Polizei Düren

POL-DN: Radfahrer erlitten Kopfverletzungen

Düren/Niederzier (ots) - Wie schützend im Falle eines Falles das freiwillige Tragen eines Schutzhelmes gewesen wäre, mussten am Dienstagnachmittag zwei bei verschiedenen Unfällen verletzte Radfahrer erleben.

Kurz vor 14.30 Uhr kam in Oberzier auf der Niederzierer Straße eine 67-Jährige aus dem Gemeindegebiet unerwartet zu Fall. Die Frau hatte mit einem Fahrrad den linksseitigen Radweg der Niederzierer Straße aus Richtung Oberzier kommend befahren. Als eine von einem Verbrauchermarkt auf die Niederzierer Straße auffahrende 46 Jahre alte Autofahrerin aus Niederzier die aus ihrer Sicht von rechts kommende Radfahrerin übersah, kam es zum folgenschweren Zusammenprall. Die Seniorin stürzte und erlitt unter anderem auch eine Kopfverletzung. Für ihre ärztliche Versorgung waren an der Unfallstelle auch ein Rettungshubschrauber und der Notarzt im Einsatz. Sie verblieb später stationär in einem Krankenhaus.

Fast zur gleichen Zeit ereignete sich im Dürener Stadtteil Birkesdorf ein weiterer Zusammenstoß zwischen einem Auto und einem Radfahrer. Unfallort war die parallel zur B 56 verlaufende Nebenfahrbahn (Verlängerung Nordstraße) in Höhe der Autobahnmeisterei. Als ein 20 Jahre alter Radfahrer das Gefällstück vom P&R-Parkplatz kommend in Richtung Nordstraße befuhr, kollidierte er mit dem entgegenkommenden Wagen eines ebenfalls 20 Jahre alten Düreners, der in Richtung der hinter der Autobahnmeisterei gelegenen Straße "Zum Katzbach" fahren wollte. Der Radfahrer schlug auf dem Dach des Pkw auf und stürzte dann auf die Straße. Nach einer notärztlichen Erstbehandlung wurde er zur stationären Versorgung in ein Krankenhaus transportiert.

Polizei empfiehlt Radfahrern: "Tragen Sie einen Helm"

Auch, wenn das Tragen eines Schutzhelmes für Fahrradfahrer derzeit gesetzlich nicht vorgeschrieben ist, so appelliert die Polizei an die Selbstverantwortung der Zweiradfahrer.
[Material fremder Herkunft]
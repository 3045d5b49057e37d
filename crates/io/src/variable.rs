//! Climatology field identities and their fixed metadata.

use std::fmt;
use std::path::Path;
use std::str::FromStr;

use crate::error::IoError;

const WOA05_DOCUMENTATION: &str = "http://www.nodc.noaa.gov/OC5/WOA05/pr_woa05.html";

/// Descriptive attributes written alongside a climatology field.
#[derive(Debug, Clone, Copy, PartialEq, Eq)]
pub struct VariableMetadata {
    /// NetCDF variable name.
    pub name: &'static str,
    /// Human-readable `long_name`.
    pub long_name: &'static str,
    /// CF `standard_name`.
    pub standard_name: &'static str,
    /// UDUNITS-style `units`.
    pub units: &'static str,
    /// Publication describing the analysis.
    pub references: &'static str,
    /// Location of the product documentation.
    pub documentation: &'static str,
}

/// The physical quantity a grid represents.
///
/// Each WOA05 ASCII product is identified by a one-character code at the start
/// of its file name (`t00an1`, `s13an1`, ...). Potential temperature has no
/// ASCII distribution; it is derived from temperature and salinity.
#[derive(Debug, Clone, Copy, PartialEq, Eq, Hash)]
pub enum VariableKind {
    /// In-situ temperature (`t`).
    Temperature,
    /// Salinity (`s`).
    Salinity,
    /// Dissolved oxygen (`o`).
    DissolvedOxygen,
    /// Percent oxygen saturation (`O`).
    OxygenSaturation,
    /// Apparent oxygen utilization (`A`).
    ApparentOxygenUtilization,
    /// Silicate (`i`).
    Silicate,
    /// Phosphate (`p`).
    Phosphate,
    /// Nitrate (`n`).
    Nitrate,
    /// Potential temperature referenced to the surface.
    PotentialTemperature,
}

impl VariableKind {
    /// Every identity, in code order.
    pub const ALL: [VariableKind; 9] = [
        VariableKind::Temperature,
        VariableKind::Salinity,
        VariableKind::DissolvedOxygen,
        VariableKind::OxygenSaturation,
        VariableKind::ApparentOxygenUtilization,
        VariableKind::Silicate,
        VariableKind::Phosphate,
        VariableKind::Nitrate,
        VariableKind::PotentialTemperature,
    ];

    /// The ASCII product code, if the field is distributed as ASCII.
    pub fn code(self) -> Option<char> {
        match self {
            Self::Temperature => Some('t'),
            Self::Salinity => Some('s'),
            Self::DissolvedOxygen => Some('o'),
            Self::OxygenSaturation => Some('O'),
            Self::ApparentOxygenUtilization => Some('A'),
            Self::Silicate => Some('i'),
            Self::Phosphate => Some('p'),
            Self::Nitrate => Some('n'),
            Self::PotentialTemperature => None,
        }
    }

    /// Resolve a one-character product code. Codes are case sensitive: `o` is
    /// dissolved oxygen and `O` is oxygen saturation.
    ///
    /// # Errors
    ///
    /// Returns [`IoError::UnknownVariable`] for any other character.
    pub fn from_code(code: char) -> Result<Self, IoError> {
        Self::ALL
            .into_iter()
            .find(|k| k.code() == Some(code))
            .ok_or_else(|| IoError::UnknownVariable {
                code: code.to_string(),
            })
    }

    /// Resolve the identity from a WOA05 file name such as `t00an1.txt`.
    ///
    /// # Errors
    ///
    /// Returns [`IoError::UnknownVariable`] if the file name is empty or its
    /// first character is not a product code.
    pub fn from_file_name(path: &Path) -> Result<Self, IoError> {
        let stem = path
            .file_name()
            .and_then(|n| n.to_str())
            .unwrap_or_default();
        let code = stem.chars().next().ok_or_else(|| IoError::UnknownVariable {
            code: path.display().to_string(),
        })?;
        Self::from_code(code)
    }

    /// Fixed descriptive metadata.
    pub fn metadata(self) -> VariableMetadata {
        match self {
            Self::Temperature => VariableMetadata {
                name: "temperature",
                long_name: "Objectively analyzed mean temperature",
                standard_name: "sea_water_temperature",
                units: "degC",
                references: "Locarnini, R. A., et al., 2006. World Ocean Atlas 2005, Volume 1: Temperature. NOAA Atlas NESDIS 61",
                documentation: WOA05_DOCUMENTATION,
            },
            Self::Salinity => VariableMetadata {
                name: "salinity",
                long_name: "Objectively analyzed mean salinity",
                standard_name: "sea_water_salinity",
                units: "1e-3",
                references: "Antonov, J. I., et al., 2006. World Ocean Atlas 2005, Volume 2: Salinity. NOAA Atlas NESDIS 62",
                documentation: WOA05_DOCUMENTATION,
            },
            Self::DissolvedOxygen => VariableMetadata {
                name: "oxygen",
                long_name: "Objectively analyzed mean dissolved oxygen",
                standard_name: "volume_fraction_of_oxygen_in_sea_water",
                units: "ml l-1",
                references: "Garcia, H. E., et al., 2006. World Ocean Atlas 2005, Volume 3: Dissolved Oxygen, Apparent Oxygen Utilization, and Oxygen Saturation. NOAA Atlas NESDIS 63",
                documentation: WOA05_DOCUMENTATION,
            },
            Self::OxygenSaturation => VariableMetadata {
                name: "oxygen_saturation",
                long_name: "Objectively analyzed mean percent oxygen saturation",
                standard_name: "fractional_saturation_of_oxygen_in_sea_water",
                units: "percent",
                references: "Garcia, H. E., et al., 2006. World Ocean Atlas 2005, Volume 3: Dissolved Oxygen, Apparent Oxygen Utilization, and Oxygen Saturation. NOAA Atlas NESDIS 63",
                documentation: WOA05_DOCUMENTATION,
            },
            Self::ApparentOxygenUtilization => VariableMetadata {
                name: "aou",
                long_name: "Objectively analyzed mean apparent oxygen utilization",
                standard_name: "apparent_oxygen_utilization",
                units: "ml l-1",
                references: "Garcia, H. E., et al., 2006. World Ocean Atlas 2005, Volume 3: Dissolved Oxygen, Apparent Oxygen Utilization, and Oxygen Saturation. NOAA Atlas NESDIS 63",
                documentation: WOA05_DOCUMENTATION,
            },
            Self::Silicate => VariableMetadata {
                name: "silicate",
                long_name: "Objectively analyzed mean silicate",
                standard_name: "mole_concentration_of_silicate_in_sea_water",
                units: "umol l-1",
                references: "Garcia, H. E., et al., 2006. World Ocean Atlas 2005, Volume 4: Nutrients (phosphate, nitrate, silicate). NOAA Atlas NESDIS 64",
                documentation: WOA05_DOCUMENTATION,
            },
            Self::Phosphate => VariableMetadata {
                name: "phosphate",
                long_name: "Objectively analyzed mean phosphate",
                standard_name: "mole_concentration_of_phosphate_in_sea_water",
                units: "umol l-1",
                references: "Garcia, H. E., et al., 2006. World Ocean Atlas 2005, Volume 4: Nutrients (phosphate, nitrate, silicate). NOAA Atlas NESDIS 64",
                documentation: WOA05_DOCUMENTATION,
            },
            Self::Nitrate => VariableMetadata {
                name: "nitrate",
                long_name: "Objectively analyzed mean nitrate",
                standard_name: "mole_concentration_of_nitrate_in_sea_water",
                units: "umol l-1",
                references: "Garcia, H. E., et al., 2006. World Ocean Atlas 2005, Volume 4: Nutrients (phosphate, nitrate, silicate). NOAA Atlas NESDIS 64",
                documentation: WOA05_DOCUMENTATION,
            },
            Self::PotentialTemperature => VariableMetadata {
                name: "ptemp",
                long_name: "Potential temperature referenced to the sea surface",
                standard_name: "sea_water_potential_temperature",
                units: "degC",
                references: "Fofonoff, N. P. and Millard, R. C., 1983. Algorithms for computation of fundamental properties of seawater. UNESCO Technical Papers in Marine Science 44",
                documentation: WOA05_DOCUMENTATION,
            },
        }
    }
}

impl fmt::Display for VariableKind {
    fn fmt(&self, f: &mut fmt::Formatter<'_>) -> fmt::Result {
        f.write_str(self.metadata().name)
    }
}

impl FromStr for VariableKind {
    type Err = IoError;

    /// Accepts a one-character product code or a variable name.
    fn from_str(s: &str) -> Result<Self, Self::Err> {
        let mut chars = s.chars();
        if let (Some(c), None) = (chars.next(), chars.next()) {
            return Self::from_code(c);
        }
        Self::ALL
            .into_iter()
            .find(|k| k.metadata().name == s)
            .ok_or_else(|| IoError::UnknownVariable {
                code: s.to_string(),
            })
    }
}

#[cfg(test)]
mod tests {
    use super::*;

    #[test]
    fn codes_resolve() {
        assert_eq!(VariableKind::from_code('t').unwrap(), VariableKind::Temperature);
        assert_eq!(
            VariableKind::from_code('o').unwrap(),
            VariableKind::DissolvedOxygen
        );
        assert_eq!(
            VariableKind::from_code('O').unwrap(),
            VariableKind::OxygenSaturation
        );
        assert_eq!(
            VariableKind::from_code('A').unwrap(),
            VariableKind::ApparentOxygenUtilization
        );
    }

    #[test]
    fn unknown_code_rejected() {
        let err = VariableKind::from_code('x').unwrap_err();
        assert!(matches!(err, IoError::UnknownVariable { code } if code == "x"));
    }

    #[test]
    fn codes_are_unique() {
        let codes: Vec<char> = VariableKind::ALL.iter().filter_map(|k| k.code()).collect();
        assert_eq!(codes.len(), 8);
        for (i, c) in codes.iter().enumerate() {
            assert!(!codes[i + 1..].contains(c));
        }
    }

    #[test]
    fn from_str_accepts_code_or_name() {
        assert_eq!("s".parse::<VariableKind>().unwrap(), VariableKind::Salinity);
        assert_eq!(
            "ptemp".parse::<VariableKind>().unwrap(),
            VariableKind::PotentialTemperature
        );
        assert!("density".parse::<VariableKind>().is_err());
        assert!("".parse::<VariableKind>().is_err());
    }

    #[test]
    fn file_name_prefix() {
        let kind = VariableKind::from_file_name(Path::new("/data/WOA05/n13an1.txt")).unwrap();
        assert_eq!(kind, VariableKind::Nitrate);
        assert!(VariableKind::from_file_name(Path::new("/data/x00an1")).is_err());
    }

    #[test]
    fn metadata_names_are_distinct() {
        let names: Vec<&str> = VariableKind::ALL.iter().map(|k| k.metadata().name).collect();
        for (i, n) in names.iter().enumerate() {
            assert!(!names[i + 1..].contains(n));
        }
        assert_eq!(VariableKind::Temperature.to_string(), "temperature");
    }
}
//! Integration tests: decode full-size ASCII grids from disk.

use std::fs;
use std::io::Write;

use approx::assert_relative_eq;
use tempfile::tempdir;
use woa_grid::{GridError, GridLayout, STANDARD_DEPTHS, decode_file, decode_grid, encode_grid};

// ---------------------------------------------------------------------------
// Helpers
// ---------------------------------------------------------------------------

/// Value stored at `(k, j, i)` in synthetic fixtures.
fn sample(k: usize, j: usize, i: usize) -> f64 {
    (k as f64) + (j as f64) * 0.01 + (i as f64) * 0.0001
}

/// Render `nk` levels of the default 360 x 180 layout as ASCII text.
fn render(nk: usize) -> String {
    let layout = GridLayout::default();
    let mut text = String::with_capacity(nk * layout.plane() / 10 * 81);
    let mut on_line = 0;
    for k in 0..nk {
        for j in 0..layout.n_lat() {
            for i in 0..layout.n_lon() {
                text.push_str(&format!("{:>8.4}", sample(k, j, i)));
                on_line += 1;
                if on_line == layout.fields_per_line() {
                    text.push('\n');
                    on_line = 0;
                }
            }
        }
    }
    text
}

// ---------------------------------------------------------------------------
// Full-size decoding
// ---------------------------------------------------------------------------

#[test]
fn ten_level_global_file() {
    let dir = tempdir().unwrap();
    let path = dir.path().join("t00an1.txt");
    fs::write(&path, render(10)).unwrap();

    let grid = decode_file(&path, &GridLayout::default()).unwrap();
    assert_eq!(grid.data().dim(), (10, 180, 360));
    assert_eq!(grid.depth(), &STANDARD_DEPTHS[..10]);
    assert_relative_eq!(grid.lon()[0], 0.5);
    assert_relative_eq!(grid.lon()[359], 359.5);
    assert_relative_eq!(grid.lat()[0], -89.5);
    assert_relative_eq!(grid.lat()[179], 89.5);

    for &(k, j, i) in &[(0, 0, 0), (3, 17, 200), (9, 179, 359)] {
        assert_relative_eq!(grid.data()[[k, j, i]], sample(k, j, i), epsilon = 1e-9);
    }
}

#[test]
fn shallower_file_is_prefix_of_deeper_file() {
    let layout = GridLayout::default();
    let shallow = decode_grid(render(3).as_bytes(), &layout).unwrap();
    let deep = decode_grid(render(7).as_bytes(), &layout).unwrap();

    assert_eq!(shallow.n_levels(), 3);
    assert_eq!(deep.n_levels(), 7);
    assert_eq!(deep.depth()[..3], *shallow.depth());
    for k in 0..3 {
        assert_eq!(shallow.level(k).unwrap(), deep.level(k).unwrap());
    }
}

#[test]
fn trailing_partial_level_rejected() {
    let mut text = render(2);
    text.push_str(&"  1.0000".repeat(10));
    text.push('\n');
    let err = decode_grid(text.as_bytes(), &GridLayout::default()).unwrap_err();
    assert!(matches!(
        err,
        GridError::PartialLevel {
            fields: 129_610,
            plane: 64_800
        }
    ));
}

#[test]
fn missing_file_is_io_error() {
    let dir = tempdir().unwrap();
    let err = decode_file(&dir.path().join("absent.txt"), &GridLayout::default()).unwrap_err();
    assert!(matches!(err, GridError::Io(_)));
}

// ---------------------------------------------------------------------------
// Encoder interplay
// ---------------------------------------------------------------------------

#[test]
fn encoded_grid_decodes_to_same_values() {
    let layout = GridLayout::default().with_n_lon(20).with_n_lat(10);
    let text: String = (0..400)
        .map(|n| format!("{:>8.3}", n as f64 * 0.125 - 20.0))
        .collect::<Vec<_>>()
        .chunks(10)
        .map(|c| c.concat() + "\n")
        .collect();
    let grid = decode_grid(text.as_bytes(), &layout).unwrap();
    assert_eq!(grid.n_levels(), 2);

    let dir = tempdir().unwrap();
    let path = dir.path().join("encoded.txt");
    let mut file = fs::File::create(&path).unwrap();
    encode_grid(&grid, &layout, &mut file).unwrap();
    file.flush().unwrap();

    let again = decode_file(&path, &layout).unwrap();
    assert_eq!(again, grid);
}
Für diese Gruppe der Verkehrsteilnehmer ist das Risiko, bei einem Verkehrsunfall erhebliche und damit lebensbedrohliche Kopfverletzungen davon zu tragen, besonders hoch. Ein Kopfschutz ist eine vernünftige Angelegenheit, die das Leben erhalten oder die Folgen eines ansonsten ungeschützten Aufpralls mindern kann. Eltern sollten dabei ihren Kindern mit gutem Beispiel voran gehen.